**What is needed**
Please reproduce the entries below exactly, starting at the first line and ending with the line that holds "pub enum CourseLoadError".

**The input**
▼

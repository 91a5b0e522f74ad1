//! Shared error types for the services crate.

use thiserror::Error;

use course_core::model::{ProgressError, QuestionId};
use storage::repository::StorageError;
use storage::sqlite::SqliteInitError;

/// Errors emitted while resolving a step's payload.
///
/// Both kinds are shown to the learner with a retry action; nothing retries on its own.
#[derive(Debug, Error)]
#[non_exhaustive]
pub enum CourseLoadError {
    #[error("Step {} not found", .index + 1)]
    StepNotFound { index: usize },
    #[error("failed to load step {}: {source}", .index + 1)]
    LoadFailure {
        index: usize,
        #[source]
        source: StorageError,
    },
}

impl CourseLoadError {
    /// Message for the retry prompt.
    #[must_use]
    pub fn user_message(&self) -> String {
        match self {
            CourseLoadError::StepNotFound { .. } => self.to_string(),
            CourseLoadError::LoadFailure { .. } => "Failed to load step".to_string(),
        }
    }
}

/// Errors emitted by `QuizSession`.
#[derive(Debug, Error, Clone, PartialEq, Eq)]
#[non_exhaustive]
pub enum QuizError {
    #[error("quiz has no questions")]
    NoQuestions,
    #[error("quiz already finished")]
    Finished,
    #[error("quiz is still in progress")]
    NotFinished,
    #[error("question {id} has no valid answer yet")]
    MissingAnswer { id: QuestionId },
    #[error("answer to question {id} is already shown and cannot change")]
    AnswerLocked { id: QuestionId },
}

/// Errors emitted by `VideoSession`.
#[derive(Debug, Error, Clone, PartialEq, Eq)]
#[non_exhaustive]
pub enum VideoError {
    #[error("the video has not been played yet")]
    NotWatched,
}

/// Errors emitted by `ReadingSession`.
#[derive(Debug, Error, Clone, PartialEq, Eq)]
#[non_exhaustive]
pub enum ReadingError {
    #[error("only {read} of {total} sections have been read")]
    SectionsUnread { read: usize, total: usize },
}

/// Errors emitted by `CourseFlow`.
#[derive(Debug, Error)]
#[non_exhaustive]
pub enum CourseFlowError {
    #[error("step {} is not loaded", .index + 1)]
    NotLoaded { index: usize },
    #[error(transparent)]
    Load(#[from] CourseLoadError),
    #[error(transparent)]
    Quiz(#[from] QuizError),
}

/// Errors emitted by `ThemeService`.
#[derive(Debug, Error)]
#[non_exhaustive]
pub enum ThemeServiceError {
    #[error(transparent)]
    Storage(#[from] StorageError),
}

/// Errors emitted while bootstrapping app services.
#[derive(Debug, Error)]
#[non_exhaustive]
pub enum AppServicesError {
    #[error(transparent)]
    Sqlite(#[from] SqliteInitError),
    #[error(transparent)]
    Storage(#[from] StorageError),
    #[error(transparent)]
    Progress(#[from] ProgressError),
}
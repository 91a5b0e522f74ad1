use std::collections::BTreeSet;
use std::sync::{Arc, Mutex, MutexGuard, PoisonError};
use std::time::Duration;

use chrono::{DateTime, Utc};
use course_core::model::{ContentBlock, ContentSection, rounded_percent};
use course_core::time;
use tokio::runtime::Handle;
use tokio::task::JoinHandle;
use tracing::{debug, warn};

use super::progress::ReadingProgress;
use crate::error::ReadingError;
use crate::store::CourseStore;

type ReadSet = Arc<Mutex<BTreeSet<usize>>>;

/// Pages through a content step, marking each section read after it has been on
/// screen for the dwell time.
///
/// Must be created inside a tokio runtime for the dwell timers to run.
#[derive(Debug)]
pub struct ReadingSession {
    step_index: usize,
    section: ContentSection,
    current: usize,
    read: ReadSet,
    dwell: Duration,
    timer: Option<JoinHandle<()>>,
    started_at: DateTime<Utc>,
}

impl ReadingSession {
    #[must_use]
    pub fn new(
        step_index: usize,
        section: ContentSection,
        dwell: Duration,
        started_at: DateTime<Utc>,
    ) -> Self {
        let mut session = Self {
            step_index,
            section,
            current: 0,
            read: Arc::new(Mutex::new(BTreeSet::new())),
            dwell,
            timer: None,
            started_at,
        };
        session.start_dwell_timer();
        session
    }

    fn read_set(&self) -> MutexGuard<'_, BTreeSet<usize>> {
        self.read.lock().unwrap_or_else(PoisonError::into_inner)
    }

    fn cancel_timer(&mut self) {
        if let Some(timer) = self.timer.take() {
            timer.abort();
        }
    }

    fn start_dwell_timer(&mut self) {
        self.cancel_timer();
        let index = self.current;
        if index >= self.section.section_count() || self.is_section_read(index) {
            return;
        }
        let handle = match Handle::try_current() {
            Ok(handle) => handle,
            Err(err) => {
                warn!(error = %err, "no runtime; reading timer not started");
                return;
            }
        };
        let read = Arc::clone(&self.read);
        let dwell = self.dwell;
        self.timer = Some(handle.spawn(async move {
            tokio::time::sleep(dwell).await;
            read.lock()
                .unwrap_or_else(PoisonError::into_inner)
                .insert(index);
            debug!(section = index + 1, "section read");
        }));
    }

    #[must_use]
    pub fn step_index(&self) -> usize {
        self.step_index
    }

    #[must_use]
    pub fn section(&self) -> &ContentSection {
        &self.section
    }

    #[must_use]
    pub fn current_index(&self) -> usize {
        self.current
    }

    #[must_use]
    pub fn current_block(&self) -> Option<&ContentBlock> {
        self.section.content.get(self.current)
    }

    #[must_use]
    pub fn is_section_read(&self, index: usize) -> bool {
        self.read_set().contains(&index)
    }

    #[must_use]
    pub fn read_count(&self) -> usize {
        self.read_set().len()
    }

    #[must_use]
    pub fn all_read(&self) -> bool {
        self.read_count() == self.section.section_count()
    }

    #[must_use]
    pub fn is_last_section(&self) -> bool {
        self.current + 1 >= self.section.section_count()
    }

    /// The next section opens only once the current one has been read.
    #[must_use]
    pub fn can_go_next(&self) -> bool {
        !self.is_last_section() && self.is_section_read(self.current)
    }

    pub fn next(&mut self) -> bool {
        if !self.can_go_next() {
            return false;
        }
        self.current += 1;
        self.start_dwell_timer();
        true
    }

    pub fn previous(&mut self) -> bool {
        if self.current == 0 {
            return false;
        }
        self.current -= 1;
        self.start_dwell_timer();
        true
    }

    #[must_use]
    pub fn elapsed_secs(&self, now: DateTime<Utc>) -> u64 {
        time::elapsed_secs(self.started_at, now)
    }

    #[must_use]
    pub fn progress(&self) -> ReadingProgress {
        let total = self.section.section_count();
        ReadingProgress {
            section: self.current,
            total,
            read: self.read_count(),
            percent: rounded_percent(self.current + 1, total),
            all_read: self.all_read(),
        }
    }

    /// # Errors
    ///
    /// Returns `ReadingError::SectionsUnread` until every section has been read.
    pub fn complete(&self, store: &mut CourseStore) -> Result<(), ReadingError> {
        let read = self.read_count();
        let total = self.section.section_count();
        if read < total {
            return Err(ReadingError::SectionsUnread { read, total });
        }
        store.mark_step_complete(self.step_index);
        Ok(())
    }
}

impl Drop for ReadingSession {
    fn drop(&mut self) {
        self.cancel_timer();
    }
}

#[cfg(test)]
mod tests {
    use super::*;
    use course_core::model::StepId;
    use course_core::time::fixed_now;

    const DWELL: Duration = Duration::from_secs(3);

    fn section(blocks: usize) -> ContentSection {
        ContentSection {
            id: StepId::for_index(2),
            title: "Components".into(),
            description: String::new(),
            content: (1..=blocks)
                .map(|n| ContentBlock {
                    text: format!("Block {n}"),
                    images: Vec::new(),
                })
                .collect(),
        }
    }

    async fn wait(d: Duration) {
        tokio::time::sleep(d).await;
    }

    #[tokio::test(start_paused = true)]
    async fn section_is_read_after_dwell() {
        let session = ReadingSession::new(2, section(2), DWELL, fixed_now());
        wait(Duration::from_millis(2900)).await;
        assert!(!session.is_section_read(0));
        wait(Duration::from_millis(200)).await;
        assert!(session.is_section_read(0));
        assert!(session.can_go_next());
    }

    #[tokio::test(start_paused = true)]
    async fn next_is_blocked_until_current_section_is_read() {
        let mut session = ReadingSession::new(2, section(2), DWELL, fixed_now());
        assert!(!session.next());
        wait(DWELL + Duration::from_millis(1)).await;
        assert!(session.next());
        assert_eq!(session.current_index(), 1);
        assert!(!session.next());
    }

    #[tokio::test(start_paused = true)]
    async fn leaving_early_cancels_the_timer() {
        let mut session = ReadingSession::new(2, section(2), DWELL, fixed_now());
        wait(DWELL + Duration::from_millis(1)).await;
        assert!(session.next());

        wait(Duration::from_secs(1)).await;
        assert!(session.previous());
        wait(Duration::from_secs(5)).await;

        assert!(!session.is_section_read(1));
        assert_eq!(session.read_count(), 1);
    }

    #[tokio::test(start_paused = true)]
    async fn complete_requires_every_section() {
        let mut store = CourseStore::default();
        let mut session = ReadingSession::new(2, section(3), DWELL, fixed_now());

        wait(DWELL + Duration::from_millis(1)).await;
        assert_eq!(
            session.complete(&mut store),
            Err(ReadingError::SectionsUnread { read: 1, total: 3 })
        );

        for _ in 0..2 {
            assert!(session.next());
            wait(DWELL + Duration::from_millis(1)).await;
        }
        assert!(session.all_read());
        assert!(session.progress().all_read);
        session.complete(&mut store).unwrap();
        assert!(store.state().is_step_complete(2));
    }

    #[tokio::test(start_paused = true)]
    async fn dropping_the_session_cancels_pending_timer() {
        let session = ReadingSession::new(2, section(1), DWELL, fixed_now());
        let read = Arc::clone(&session.read);
        drop(session);
        wait(DWELL * 2).await;
        assert!(read.lock().unwrap().is_empty());
    }

    #[test]
    fn without_runtime_nothing_is_marked_read() {
        let session = ReadingSession::new(2, section(1), DWELL, fixed_now());
        assert!(session.timer.is_none());
        assert!(!session.all_read());
    }

    #[tokio::test]
    async fn progress_reports_position() {
        let session = ReadingSession::new(2, section(4), DWELL, fixed_now());
        let progress = session.progress();
        assert_eq!((progress.section, progress.total, progress.percent), (0, 4, 25));
        assert_eq!(session.current_block().map(|b| b.text.as_str()), Some("Block 1"));
    }
}
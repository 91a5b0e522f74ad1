use thiserror::Error;

use crate::model::{QuestionError, StepError};

#[derive(Debug, Error)]
#[non_exhaustive]
pub enum Error {
    #[error(transparent)]
    Step(#[from] StepError),
    #[error(transparent)]
    Question(#[from] QuestionError),
}
//! Answer checking and scoring for quiz questions.

use std::collections::HashMap;

use crate::model::{Answer, Question, QuestionId, QuestionKind, Quiz, rounded_percent};

/// Learner answers keyed by question id.
pub type AnswerSheet = HashMap<QuestionId, Answer>;

/// Decides whether `answer` is correct for `question`.
///
/// Scalar kinds compare case-insensitively after trimming. Matching checks every
/// canonical pair and ignores extra keys in the learner's mapping. Ordering must
/// match element by element.
#[must_use]
pub fn check_answer(question: &Question, answer: Option<&Answer>) -> bool {
    let Some(answer) = answer else {
        return false;
    };

    match question.kind {
        QuestionKind::MultipleChoice | QuestionKind::TrueFalse | QuestionKind::FillInBlank => {
            normalize(&answer.to_plain_string()) == normalize(&question.answer.to_plain_string())
        }
        QuestionKind::Matching => {
            let (Some(expected), Some(given)) = (question.answer.as_pairs(), answer.as_pairs())
            else {
                return false;
            };
            expected
                .iter()
                .all(|(key, value)| given.get(key) == Some(value))
        }
        QuestionKind::Ordering => {
            match (question.answer.as_sequence(), answer.as_sequence()) {
                (Some(expected), Some(given)) => expected == given,
                _ => false,
            }
        }
        QuestionKind::Unknown => false,
    }
}

/// Counts the questions answered correctly.
#[must_use]
pub fn correct_count(quiz: &Quiz, answers: &AnswerSheet) -> usize {
    quiz.questions
        .iter()
        .filter(|q| check_answer(q, answers.get(&q.id)))
        .count()
}

/// Percentage of correct answers, rounded to the nearest integer.
///
/// A quiz without questions scores zero.
#[must_use]
pub fn calculate_score(quiz: &Quiz, answers: &AnswerSheet) -> u8 {
    rounded_percent(correct_count(quiz, answers), quiz.question_count())
}

/// Whether `answer` is complete enough to let the learner move on.
#[must_use]
pub fn has_valid_answer(question: &Question, answer: Option<&Answer>) -> bool {
    let Some(answer) = answer else {
        return false;
    };
    if answer.is_empty() {
        return false;
    }

    match question.kind {
        QuestionKind::Matching => answer.as_pairs().is_some_and(|m| !m.is_empty()),
        QuestionKind::Ordering => answer.as_sequence().is_some_and(|s| !s.is_empty()),
        _ => true,
    }
}

fn normalize(value: &str) -> String {
    value.trim().to_lowercase()
}

//
// ─── TESTS ─────────────────────────────────────────────────────────────────────
//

▲

**Answer below**
repository 91a5b0e522f74ad1
//! Shared error types for the services crate.

use thiserror::Error;

use course_core::model::{ProgressError, QuestionId};
use storage::repository::StorageError;
use storage::sqlite::SqliteInitError;

/// Errors emitted while resolving a step's payload.
///
/// Both kinds are shown to the learner with a retry action; nothing retries on its own.
#[derive(Debug, Error)]
#[non_exhaustive]
pub enum CourseLoadError {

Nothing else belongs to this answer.